Records for processing START

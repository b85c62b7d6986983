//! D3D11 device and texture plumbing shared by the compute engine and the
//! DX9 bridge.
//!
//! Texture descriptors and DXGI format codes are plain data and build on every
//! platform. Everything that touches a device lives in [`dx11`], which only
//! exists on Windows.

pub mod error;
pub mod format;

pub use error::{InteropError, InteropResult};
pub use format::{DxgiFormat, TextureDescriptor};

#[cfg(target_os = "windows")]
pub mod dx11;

Records for processing END
Records for processing START

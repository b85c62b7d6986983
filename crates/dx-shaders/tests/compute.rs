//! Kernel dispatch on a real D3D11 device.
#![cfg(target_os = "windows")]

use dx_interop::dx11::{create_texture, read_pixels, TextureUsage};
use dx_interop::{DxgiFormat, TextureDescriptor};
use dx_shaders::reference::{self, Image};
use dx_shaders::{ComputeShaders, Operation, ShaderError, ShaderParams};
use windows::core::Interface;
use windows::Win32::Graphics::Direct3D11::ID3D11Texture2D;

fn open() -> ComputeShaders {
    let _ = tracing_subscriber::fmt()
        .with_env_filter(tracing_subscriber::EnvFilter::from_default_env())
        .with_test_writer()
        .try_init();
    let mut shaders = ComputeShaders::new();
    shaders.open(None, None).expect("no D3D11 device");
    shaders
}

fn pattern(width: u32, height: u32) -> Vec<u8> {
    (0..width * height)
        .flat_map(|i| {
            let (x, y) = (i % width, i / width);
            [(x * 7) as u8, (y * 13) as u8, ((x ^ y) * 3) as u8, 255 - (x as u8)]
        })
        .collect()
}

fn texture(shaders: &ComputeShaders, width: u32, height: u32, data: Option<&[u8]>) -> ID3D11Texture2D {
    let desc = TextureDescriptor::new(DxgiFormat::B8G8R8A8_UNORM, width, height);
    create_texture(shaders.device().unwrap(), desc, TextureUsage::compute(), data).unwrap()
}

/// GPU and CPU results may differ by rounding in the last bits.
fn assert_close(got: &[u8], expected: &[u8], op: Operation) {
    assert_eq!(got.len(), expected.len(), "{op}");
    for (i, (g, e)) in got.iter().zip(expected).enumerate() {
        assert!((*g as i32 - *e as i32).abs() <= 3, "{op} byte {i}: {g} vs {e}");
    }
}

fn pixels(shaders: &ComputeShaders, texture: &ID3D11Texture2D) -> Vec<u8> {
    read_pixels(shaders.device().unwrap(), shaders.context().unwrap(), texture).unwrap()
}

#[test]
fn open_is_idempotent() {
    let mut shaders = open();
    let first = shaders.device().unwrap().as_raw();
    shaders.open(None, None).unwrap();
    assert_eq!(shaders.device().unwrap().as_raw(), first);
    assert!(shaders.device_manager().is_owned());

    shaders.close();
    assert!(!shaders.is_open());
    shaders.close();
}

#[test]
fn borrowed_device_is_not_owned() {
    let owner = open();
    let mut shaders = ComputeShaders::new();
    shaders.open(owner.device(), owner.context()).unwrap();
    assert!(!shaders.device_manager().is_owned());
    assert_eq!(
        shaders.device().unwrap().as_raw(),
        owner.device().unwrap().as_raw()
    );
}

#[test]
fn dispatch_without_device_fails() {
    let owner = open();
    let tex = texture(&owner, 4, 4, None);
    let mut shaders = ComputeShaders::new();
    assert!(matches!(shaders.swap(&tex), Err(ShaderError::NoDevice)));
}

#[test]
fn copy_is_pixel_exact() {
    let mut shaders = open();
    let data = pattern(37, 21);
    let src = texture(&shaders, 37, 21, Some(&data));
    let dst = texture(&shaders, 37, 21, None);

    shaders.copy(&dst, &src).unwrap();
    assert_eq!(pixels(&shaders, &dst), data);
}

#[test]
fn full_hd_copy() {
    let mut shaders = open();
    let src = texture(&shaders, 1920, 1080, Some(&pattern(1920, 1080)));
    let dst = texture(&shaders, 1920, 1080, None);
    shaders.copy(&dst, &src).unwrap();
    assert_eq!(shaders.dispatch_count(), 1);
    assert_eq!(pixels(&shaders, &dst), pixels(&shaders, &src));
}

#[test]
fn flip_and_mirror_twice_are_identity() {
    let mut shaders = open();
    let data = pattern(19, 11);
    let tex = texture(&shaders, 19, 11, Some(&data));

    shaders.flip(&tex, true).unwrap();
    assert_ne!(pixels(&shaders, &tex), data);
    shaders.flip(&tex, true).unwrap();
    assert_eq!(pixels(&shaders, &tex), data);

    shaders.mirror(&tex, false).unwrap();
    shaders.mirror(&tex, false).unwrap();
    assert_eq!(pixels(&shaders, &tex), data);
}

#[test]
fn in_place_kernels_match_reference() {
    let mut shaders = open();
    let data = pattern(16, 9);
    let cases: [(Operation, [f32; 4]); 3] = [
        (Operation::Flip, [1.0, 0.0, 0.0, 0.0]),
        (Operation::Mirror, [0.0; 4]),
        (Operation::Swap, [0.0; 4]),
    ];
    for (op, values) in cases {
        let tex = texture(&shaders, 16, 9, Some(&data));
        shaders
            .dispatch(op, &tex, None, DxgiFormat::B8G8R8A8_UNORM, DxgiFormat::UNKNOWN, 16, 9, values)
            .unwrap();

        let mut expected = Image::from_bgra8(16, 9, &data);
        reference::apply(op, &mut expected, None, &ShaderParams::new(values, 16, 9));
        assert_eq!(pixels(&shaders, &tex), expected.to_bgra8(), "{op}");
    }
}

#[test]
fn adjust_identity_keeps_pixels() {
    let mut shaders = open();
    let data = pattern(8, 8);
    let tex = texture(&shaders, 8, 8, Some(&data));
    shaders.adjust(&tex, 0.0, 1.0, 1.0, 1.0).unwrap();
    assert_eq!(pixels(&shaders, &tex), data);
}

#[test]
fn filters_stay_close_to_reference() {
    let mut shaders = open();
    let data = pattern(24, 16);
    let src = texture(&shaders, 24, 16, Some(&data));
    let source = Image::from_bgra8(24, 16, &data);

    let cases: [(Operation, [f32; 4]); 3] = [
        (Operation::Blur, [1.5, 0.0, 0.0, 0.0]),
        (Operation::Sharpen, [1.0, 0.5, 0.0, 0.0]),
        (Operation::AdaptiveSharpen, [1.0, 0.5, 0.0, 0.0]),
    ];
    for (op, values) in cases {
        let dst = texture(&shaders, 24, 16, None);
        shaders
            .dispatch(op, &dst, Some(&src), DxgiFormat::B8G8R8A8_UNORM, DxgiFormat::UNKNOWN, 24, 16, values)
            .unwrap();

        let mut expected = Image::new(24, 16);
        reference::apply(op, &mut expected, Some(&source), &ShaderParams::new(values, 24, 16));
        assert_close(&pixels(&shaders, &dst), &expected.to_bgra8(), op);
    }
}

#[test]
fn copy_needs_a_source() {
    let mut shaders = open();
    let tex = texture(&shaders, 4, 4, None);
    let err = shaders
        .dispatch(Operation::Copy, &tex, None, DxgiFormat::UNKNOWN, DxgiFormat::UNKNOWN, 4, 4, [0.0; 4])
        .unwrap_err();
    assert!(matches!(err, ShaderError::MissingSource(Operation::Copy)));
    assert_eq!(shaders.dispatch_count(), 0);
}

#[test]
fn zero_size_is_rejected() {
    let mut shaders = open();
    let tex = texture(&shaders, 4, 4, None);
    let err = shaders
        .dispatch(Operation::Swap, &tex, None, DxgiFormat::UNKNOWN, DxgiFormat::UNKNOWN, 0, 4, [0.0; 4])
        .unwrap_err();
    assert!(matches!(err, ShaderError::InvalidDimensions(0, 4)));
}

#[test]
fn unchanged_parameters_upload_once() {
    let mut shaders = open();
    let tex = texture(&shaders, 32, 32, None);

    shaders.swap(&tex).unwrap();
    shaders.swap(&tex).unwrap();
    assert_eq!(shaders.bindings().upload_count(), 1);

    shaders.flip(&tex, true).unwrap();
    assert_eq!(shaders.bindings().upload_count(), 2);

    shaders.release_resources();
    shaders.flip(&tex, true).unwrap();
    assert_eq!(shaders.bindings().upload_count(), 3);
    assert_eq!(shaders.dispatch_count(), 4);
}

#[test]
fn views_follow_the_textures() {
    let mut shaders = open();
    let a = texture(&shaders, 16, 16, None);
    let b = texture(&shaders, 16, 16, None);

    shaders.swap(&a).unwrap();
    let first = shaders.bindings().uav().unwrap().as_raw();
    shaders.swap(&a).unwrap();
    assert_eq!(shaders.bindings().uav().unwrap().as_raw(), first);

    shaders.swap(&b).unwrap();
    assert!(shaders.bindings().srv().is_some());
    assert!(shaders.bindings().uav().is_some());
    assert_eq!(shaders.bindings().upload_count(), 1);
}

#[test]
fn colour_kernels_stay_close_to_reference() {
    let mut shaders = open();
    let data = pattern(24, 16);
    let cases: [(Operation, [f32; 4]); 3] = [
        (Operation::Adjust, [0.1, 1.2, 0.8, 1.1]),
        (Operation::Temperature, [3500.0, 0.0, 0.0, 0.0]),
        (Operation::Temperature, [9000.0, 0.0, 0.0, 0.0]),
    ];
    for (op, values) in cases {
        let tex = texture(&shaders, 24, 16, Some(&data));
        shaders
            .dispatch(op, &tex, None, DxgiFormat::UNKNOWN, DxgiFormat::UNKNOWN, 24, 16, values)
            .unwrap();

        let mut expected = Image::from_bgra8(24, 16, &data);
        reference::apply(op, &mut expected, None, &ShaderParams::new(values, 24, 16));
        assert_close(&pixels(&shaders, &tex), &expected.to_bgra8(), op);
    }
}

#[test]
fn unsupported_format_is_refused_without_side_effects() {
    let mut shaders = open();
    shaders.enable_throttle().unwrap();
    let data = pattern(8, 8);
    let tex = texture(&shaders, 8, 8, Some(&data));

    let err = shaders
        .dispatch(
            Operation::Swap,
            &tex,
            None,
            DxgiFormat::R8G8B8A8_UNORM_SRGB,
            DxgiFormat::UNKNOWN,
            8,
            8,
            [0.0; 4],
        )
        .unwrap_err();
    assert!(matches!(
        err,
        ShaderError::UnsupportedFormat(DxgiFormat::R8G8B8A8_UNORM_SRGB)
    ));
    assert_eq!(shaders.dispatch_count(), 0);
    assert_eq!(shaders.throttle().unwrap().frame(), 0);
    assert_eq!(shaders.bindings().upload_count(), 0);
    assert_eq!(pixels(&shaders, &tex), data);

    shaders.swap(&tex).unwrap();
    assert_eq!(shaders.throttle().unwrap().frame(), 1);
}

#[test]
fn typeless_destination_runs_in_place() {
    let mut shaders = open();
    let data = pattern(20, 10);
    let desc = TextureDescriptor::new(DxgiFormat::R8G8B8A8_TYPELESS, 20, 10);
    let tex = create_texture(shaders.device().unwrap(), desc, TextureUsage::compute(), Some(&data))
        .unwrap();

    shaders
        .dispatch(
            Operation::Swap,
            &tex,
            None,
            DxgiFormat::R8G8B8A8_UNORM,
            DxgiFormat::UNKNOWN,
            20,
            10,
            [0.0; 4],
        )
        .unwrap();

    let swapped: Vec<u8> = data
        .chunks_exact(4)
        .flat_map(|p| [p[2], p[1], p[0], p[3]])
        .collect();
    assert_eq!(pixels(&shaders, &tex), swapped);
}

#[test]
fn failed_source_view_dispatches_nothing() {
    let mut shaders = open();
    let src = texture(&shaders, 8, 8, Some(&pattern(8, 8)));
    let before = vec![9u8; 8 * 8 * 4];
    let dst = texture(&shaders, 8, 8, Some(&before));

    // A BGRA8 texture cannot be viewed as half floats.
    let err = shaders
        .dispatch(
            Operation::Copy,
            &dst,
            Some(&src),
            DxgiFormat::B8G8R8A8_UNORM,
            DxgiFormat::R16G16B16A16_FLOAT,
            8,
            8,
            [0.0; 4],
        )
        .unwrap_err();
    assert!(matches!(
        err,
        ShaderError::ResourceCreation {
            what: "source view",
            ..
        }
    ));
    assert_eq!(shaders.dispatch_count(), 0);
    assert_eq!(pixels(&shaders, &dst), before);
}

Records for processing END

What to do | Look through the entries and copy every line in which the string "TextureUsage" appears.

Output of the task |
use dx_interop::dx11::{create_texture, read_pixels, TextureUsage};
    create_texture(shaders.device().unwrap(), desc, TextureUsage::compute(), data).unwrap()
    let tex = create_texture(shaders.device().unwrap(), desc, TextureUsage::compute(), Some(&data))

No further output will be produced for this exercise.